» **Problem details**
Using the entries below, write out the line with "let config = Arc::new(config);", the line with "let err = authorization_url(&config).unwrap_err();", and every line in between, exactly as each is written.

» **Given records**
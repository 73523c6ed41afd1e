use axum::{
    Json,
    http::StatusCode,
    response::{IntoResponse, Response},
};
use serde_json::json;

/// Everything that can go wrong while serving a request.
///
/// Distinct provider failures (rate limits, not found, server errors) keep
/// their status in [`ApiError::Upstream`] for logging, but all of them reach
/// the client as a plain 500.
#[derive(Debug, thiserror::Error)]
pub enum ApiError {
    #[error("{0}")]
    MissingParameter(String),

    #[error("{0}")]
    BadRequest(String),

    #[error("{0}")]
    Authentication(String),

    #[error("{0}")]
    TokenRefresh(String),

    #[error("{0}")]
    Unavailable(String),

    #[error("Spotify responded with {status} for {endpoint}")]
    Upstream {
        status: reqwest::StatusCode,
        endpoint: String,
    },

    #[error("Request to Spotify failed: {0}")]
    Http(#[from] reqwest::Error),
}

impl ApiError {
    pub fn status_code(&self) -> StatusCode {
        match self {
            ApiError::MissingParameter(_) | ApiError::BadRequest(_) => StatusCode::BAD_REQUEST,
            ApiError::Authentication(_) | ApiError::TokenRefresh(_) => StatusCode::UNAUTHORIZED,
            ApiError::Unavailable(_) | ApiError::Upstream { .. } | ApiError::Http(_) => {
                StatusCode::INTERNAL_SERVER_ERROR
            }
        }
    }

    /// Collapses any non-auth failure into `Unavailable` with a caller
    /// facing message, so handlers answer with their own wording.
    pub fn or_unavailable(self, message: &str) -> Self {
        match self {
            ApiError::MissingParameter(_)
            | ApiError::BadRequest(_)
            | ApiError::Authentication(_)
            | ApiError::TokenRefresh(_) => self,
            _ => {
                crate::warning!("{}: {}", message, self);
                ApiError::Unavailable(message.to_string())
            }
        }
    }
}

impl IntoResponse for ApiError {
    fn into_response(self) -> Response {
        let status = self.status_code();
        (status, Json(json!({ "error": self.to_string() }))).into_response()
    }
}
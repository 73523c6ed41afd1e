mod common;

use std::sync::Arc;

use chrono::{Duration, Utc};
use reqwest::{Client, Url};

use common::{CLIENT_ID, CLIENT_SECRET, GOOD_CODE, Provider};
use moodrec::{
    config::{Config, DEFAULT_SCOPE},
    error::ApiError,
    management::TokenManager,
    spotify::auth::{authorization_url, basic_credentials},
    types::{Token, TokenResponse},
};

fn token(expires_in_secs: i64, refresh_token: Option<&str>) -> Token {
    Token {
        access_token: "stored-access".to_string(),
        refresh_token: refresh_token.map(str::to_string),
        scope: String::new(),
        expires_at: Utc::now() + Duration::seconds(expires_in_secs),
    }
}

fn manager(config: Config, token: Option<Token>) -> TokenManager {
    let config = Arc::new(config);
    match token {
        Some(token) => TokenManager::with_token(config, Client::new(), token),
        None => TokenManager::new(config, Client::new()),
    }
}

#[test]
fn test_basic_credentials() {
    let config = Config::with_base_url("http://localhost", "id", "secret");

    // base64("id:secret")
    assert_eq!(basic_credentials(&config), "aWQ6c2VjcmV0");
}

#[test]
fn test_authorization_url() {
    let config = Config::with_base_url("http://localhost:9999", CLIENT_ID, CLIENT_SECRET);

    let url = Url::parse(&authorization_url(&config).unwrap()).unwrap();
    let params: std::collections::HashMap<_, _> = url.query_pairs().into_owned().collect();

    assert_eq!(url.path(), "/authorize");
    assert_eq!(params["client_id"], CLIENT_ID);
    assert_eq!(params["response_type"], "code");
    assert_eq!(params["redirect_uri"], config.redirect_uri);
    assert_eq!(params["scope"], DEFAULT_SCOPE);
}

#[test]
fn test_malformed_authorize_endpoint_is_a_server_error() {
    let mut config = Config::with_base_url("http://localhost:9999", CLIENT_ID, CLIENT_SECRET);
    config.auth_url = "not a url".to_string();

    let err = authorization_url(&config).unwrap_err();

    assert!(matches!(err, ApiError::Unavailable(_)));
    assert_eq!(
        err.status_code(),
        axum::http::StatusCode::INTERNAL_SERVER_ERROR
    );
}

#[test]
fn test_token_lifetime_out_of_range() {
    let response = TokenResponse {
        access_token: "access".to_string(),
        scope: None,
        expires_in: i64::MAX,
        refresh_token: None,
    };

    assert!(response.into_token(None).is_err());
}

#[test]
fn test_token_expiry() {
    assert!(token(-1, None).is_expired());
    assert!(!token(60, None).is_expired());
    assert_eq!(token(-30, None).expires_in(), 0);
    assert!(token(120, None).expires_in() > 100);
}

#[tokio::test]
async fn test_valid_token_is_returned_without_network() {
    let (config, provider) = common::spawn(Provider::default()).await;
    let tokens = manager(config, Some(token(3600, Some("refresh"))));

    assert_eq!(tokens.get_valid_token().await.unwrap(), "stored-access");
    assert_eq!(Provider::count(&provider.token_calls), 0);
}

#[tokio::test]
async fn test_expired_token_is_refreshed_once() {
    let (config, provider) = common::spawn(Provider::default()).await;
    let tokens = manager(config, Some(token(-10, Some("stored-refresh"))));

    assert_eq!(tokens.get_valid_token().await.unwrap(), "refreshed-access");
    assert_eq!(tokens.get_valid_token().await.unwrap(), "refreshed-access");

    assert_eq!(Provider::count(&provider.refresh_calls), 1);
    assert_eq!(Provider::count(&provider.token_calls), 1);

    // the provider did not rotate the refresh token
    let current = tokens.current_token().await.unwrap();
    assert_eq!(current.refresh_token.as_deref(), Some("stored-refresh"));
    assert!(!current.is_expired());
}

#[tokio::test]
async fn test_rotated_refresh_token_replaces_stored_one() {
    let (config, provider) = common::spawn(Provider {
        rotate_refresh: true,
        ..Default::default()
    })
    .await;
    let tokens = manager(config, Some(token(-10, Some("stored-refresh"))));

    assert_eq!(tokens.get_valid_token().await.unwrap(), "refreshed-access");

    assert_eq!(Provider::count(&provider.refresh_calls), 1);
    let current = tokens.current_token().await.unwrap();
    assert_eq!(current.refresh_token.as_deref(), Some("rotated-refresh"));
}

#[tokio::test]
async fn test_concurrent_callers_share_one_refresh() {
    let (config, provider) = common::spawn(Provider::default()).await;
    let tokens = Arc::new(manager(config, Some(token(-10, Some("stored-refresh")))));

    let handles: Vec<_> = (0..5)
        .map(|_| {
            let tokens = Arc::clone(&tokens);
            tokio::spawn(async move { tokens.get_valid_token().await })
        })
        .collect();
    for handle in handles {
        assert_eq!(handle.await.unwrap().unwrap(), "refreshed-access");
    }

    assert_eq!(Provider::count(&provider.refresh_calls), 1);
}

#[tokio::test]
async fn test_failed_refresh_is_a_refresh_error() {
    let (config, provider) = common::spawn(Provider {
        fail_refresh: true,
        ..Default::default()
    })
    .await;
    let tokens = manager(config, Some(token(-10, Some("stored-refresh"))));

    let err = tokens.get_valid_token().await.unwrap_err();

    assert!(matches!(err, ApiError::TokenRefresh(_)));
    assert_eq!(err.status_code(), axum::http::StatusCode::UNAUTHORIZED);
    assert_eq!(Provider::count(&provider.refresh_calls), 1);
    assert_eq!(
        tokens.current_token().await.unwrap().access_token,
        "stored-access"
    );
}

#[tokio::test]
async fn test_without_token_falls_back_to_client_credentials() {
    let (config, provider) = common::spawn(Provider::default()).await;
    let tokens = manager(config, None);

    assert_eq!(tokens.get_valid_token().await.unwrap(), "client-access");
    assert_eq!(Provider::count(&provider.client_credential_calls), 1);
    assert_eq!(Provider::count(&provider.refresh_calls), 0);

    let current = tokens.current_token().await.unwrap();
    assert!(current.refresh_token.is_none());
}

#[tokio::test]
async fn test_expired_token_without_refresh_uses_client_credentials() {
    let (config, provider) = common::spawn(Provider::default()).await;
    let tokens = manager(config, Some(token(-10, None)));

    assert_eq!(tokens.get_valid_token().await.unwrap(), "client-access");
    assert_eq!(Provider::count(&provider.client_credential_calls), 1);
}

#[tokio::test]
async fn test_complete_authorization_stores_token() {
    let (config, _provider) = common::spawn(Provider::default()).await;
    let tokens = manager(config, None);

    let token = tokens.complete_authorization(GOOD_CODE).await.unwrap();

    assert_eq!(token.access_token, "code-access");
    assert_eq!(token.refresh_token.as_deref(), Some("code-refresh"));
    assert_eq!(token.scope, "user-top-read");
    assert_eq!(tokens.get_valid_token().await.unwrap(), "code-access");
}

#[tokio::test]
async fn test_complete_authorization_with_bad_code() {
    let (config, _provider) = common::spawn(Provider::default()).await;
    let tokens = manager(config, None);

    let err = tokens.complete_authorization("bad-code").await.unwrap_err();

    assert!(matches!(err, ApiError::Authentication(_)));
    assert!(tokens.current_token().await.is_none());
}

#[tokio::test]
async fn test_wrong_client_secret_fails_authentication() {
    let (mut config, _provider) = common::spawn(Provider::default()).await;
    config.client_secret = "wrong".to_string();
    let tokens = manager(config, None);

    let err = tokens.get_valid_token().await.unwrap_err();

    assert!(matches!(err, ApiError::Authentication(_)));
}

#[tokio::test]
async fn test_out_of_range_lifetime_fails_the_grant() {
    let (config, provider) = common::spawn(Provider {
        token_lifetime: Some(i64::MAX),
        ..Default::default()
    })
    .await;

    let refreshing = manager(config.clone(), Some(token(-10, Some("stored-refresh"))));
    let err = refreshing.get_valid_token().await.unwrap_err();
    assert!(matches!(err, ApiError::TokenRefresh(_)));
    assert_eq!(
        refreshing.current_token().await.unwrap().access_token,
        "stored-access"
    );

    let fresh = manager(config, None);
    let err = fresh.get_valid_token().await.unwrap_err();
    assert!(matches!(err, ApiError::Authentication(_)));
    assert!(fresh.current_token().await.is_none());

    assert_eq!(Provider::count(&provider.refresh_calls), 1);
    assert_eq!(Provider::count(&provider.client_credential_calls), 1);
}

» **Exercise answer**
    let config = Arc::new(config);
    match token {
        Some(token) => TokenManager::with_token(config, Client::new(), token),
        None => TokenManager::new(config, Client::new()),
    }
}

#[test]
fn test_basic_credentials() {
    let config = Config::with_base_url("http://localhost", "id", "secret");

    // base64("id:secret")
    assert_eq!(basic_credentials(&config), "aWQ6c2VjcmV0");
}

#[test]
fn test_authorization_url() {
    let config = Config::with_base_url("http://localhost:9999", CLIENT_ID, CLIENT_SECRET);

    let url = Url::parse(&authorization_url(&config).unwrap()).unwrap();
    let params: std::collections::HashMap<_, _> = url.query_pairs().into_owned().collect();

    assert_eq!(url.path(), "/authorize");
    assert_eq!(params["client_id"], CLIENT_ID);
    assert_eq!(params["response_type"], "code");
    assert_eq!(params["redirect_uri"], config.redirect_uri);
    assert_eq!(params["scope"], DEFAULT_SCOPE);
}

#[test]
fn test_malformed_authorize_endpoint_is_a_server_error() {
    let mut config = Config::with_base_url("http://localhost:9999", CLIENT_ID, CLIENT_SECRET);
    config.auth_url = "not a url".to_string();

    let err = authorization_url(&config).unwrap_err();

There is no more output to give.